I have reviewed The White Apron by Christine Eyres for Reader’s Favorite.
Although Aggie’s life was no fairy tale, she cherished her childhood like a distant dream. When her teacher recommended her for a scholarship exam, she believed herself to be one step closer to becoming a teacher. However, her mother, whom she called Mam, decided that it was “o’er time” that she left the school. Despite her reluctance, fourteen-year-old Aggie was sent off to Alder Lodge to work as a “maid-of-all-work.” This is where she found love. She could not put her foot down to protect her ambition of becoming a teacher, but in the matter of marriage, she did not succumb to her mother’s resistance. Thus, she married William, a soldier with enchanting tales of travels far and beyond. Little did she know that this very man would put her through life’s horrific turmoils. The White Apron by Christine Eyres is a testament to a woman’s resilience and devotion.
At times, I thought I wouldn’t miss William. What sort of wife says that? But it’s true. He led me a merry dance, and now I wonder if I should have been stronger. I followed him from the squalor of Blackfriars Wynd in Edinburgh after the army used him and then discarded him.An excerpt from The White Apron by Christine Eyres
The remarkable growth of Aggie, aka Agnes, from a little girl, who thought of her first period as a sign of being pregnant, to a dignified woman entrances the readers. Loneliness and poverty claimed her life, but those could not break her spirit. When her husband surrendered to self-pity, she took charge and faced the many hardships of life with a commendable inner-strength. As the plot traversed through the gloomy path of numerous deaths and diseases, the audience held their breaths for something better to transpire in Agnes’ life. Christine Eyres’ Agnes does not give up and that aspect of her characters shines through the darkness. Whether our heroine is talking to herself while scrubbing the floors with paraffin or retorting her husband’s illogical claims, each dialogue is just as engrossing as the others.

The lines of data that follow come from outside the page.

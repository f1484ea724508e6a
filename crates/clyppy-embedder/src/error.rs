//! Pipeline error type.

use thiserror::Error;

use clyppy_api::ApiError;
use clyppy_media::MediaError;
use clyppy_models::EmbedErrorKind;
use clyppy_platforms::PlatformError;
use clyppy_queue::QueueError;
use clyppy_storage::StorageError;

pub type EmbedResult<T> = Result<T, EmbedError>;

/// Everything that can stop an embed request.
///
/// `Terminal` is the normal failure shape: a translated [`EmbedErrorKind`]
/// plus detail for the error report. Wrapped sub-crate errors keep their own
/// detail and are mapped to a kind only at reporting time.
#[derive(Debug, Error)]
pub enum EmbedError {
    #[error("{kind}: {message}")]
    Terminal {
        kind: EmbedErrorKind,
        message: String,
    },

    #[error("Gateway error: {0}")]
    Gateway(String),

    #[error("Configuration error: {0}")]
    Config(String),

    #[error("Internal error: {0}")]
    Internal(String),

    #[error("Media error: {0}")]
    Media(#[from] MediaError),

    #[error("Storage error: {0}")]
    Storage(#[from] StorageError),

    #[error("API error: {0}")]
    Api(#[from] ApiError),

    #[error("Queue error: {0}")]
    Queue(#[from] QueueError),

    #[error("Platform error: {0}")]
    Platform(#[from] PlatformError),

    #[error("IO error: {0}")]
    Io(#[from] std::io::Error),
}

impl EmbedError {
    /// Create a terminal error with a translated kind.
    pub fn terminal(kind: EmbedErrorKind, message: impl Into<String>) -> Self {
        Self::Terminal {
            kind,
            message: message.into(),
        }
    }

    /// Create a gateway error.
    pub fn gateway(message: impl Into<String>) -> Self {
        Self::Gateway(message.into())
    }

    /// Create a configuration error.
    pub fn config_error(message: impl Into<String>) -> Self {
        Self::Config(message.into())
    }

    /// Create an internal error.
    pub fn internal(message: impl Into<String>) -> Self {
        Self::Internal(message.into())
    }

    /// The user-facing kind this failure maps to. Untranslated failures
    /// collapse to `Unknown`; storage failures surface as `UploadFailed`.
    pub fn kind(&self) -> EmbedErrorKind {
        match self {
            Self::Terminal { kind, .. } => *kind,
            Self::Media(e) => e.kind().unwrap_or(EmbedErrorKind::Unknown),
            Self::Storage(_) => EmbedErrorKind::UploadFailed,
            _ => EmbedErrorKind::Unknown,
        }
    }

    /// Whether the fixed message table covers this failure. Unhandled
    /// failures are flagged in the error report for triage.
    pub fn is_handled(&self) -> bool {
        match self {
            Self::Terminal { .. } => true,
            Self::Media(e) => e.kind().is_some(),
            Self::Storage(_) => true,
            _ => false,
        }
    }
}

impl From<EmbedErrorKind> for EmbedError {
    fn from(kind: EmbedErrorKind) -> Self {
        Self::Terminal {
            kind,
            message: kind.user_message().to_string(),
        }
    }
}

We learned to ignore the noises of our neighbours that floated loud and clear through the thin walls, occasionally giggling at an especially loud fart.An excerpt from The White Apron by Christine Eyres
The White Apron by Christine Eyres does not present life through rose-tinted glasses. As a matter of fact, that would have been a false portrayal of a time, when unknown diseases were killing new-born babies among many other disasters. Instead, the story encourages readers to face the disorienting chaos of life head-on. The White Apron by Christine Eyres is a perfect book for the readers who look at the past for inspiration. A perfect historical fiction to blow your mind, indeed!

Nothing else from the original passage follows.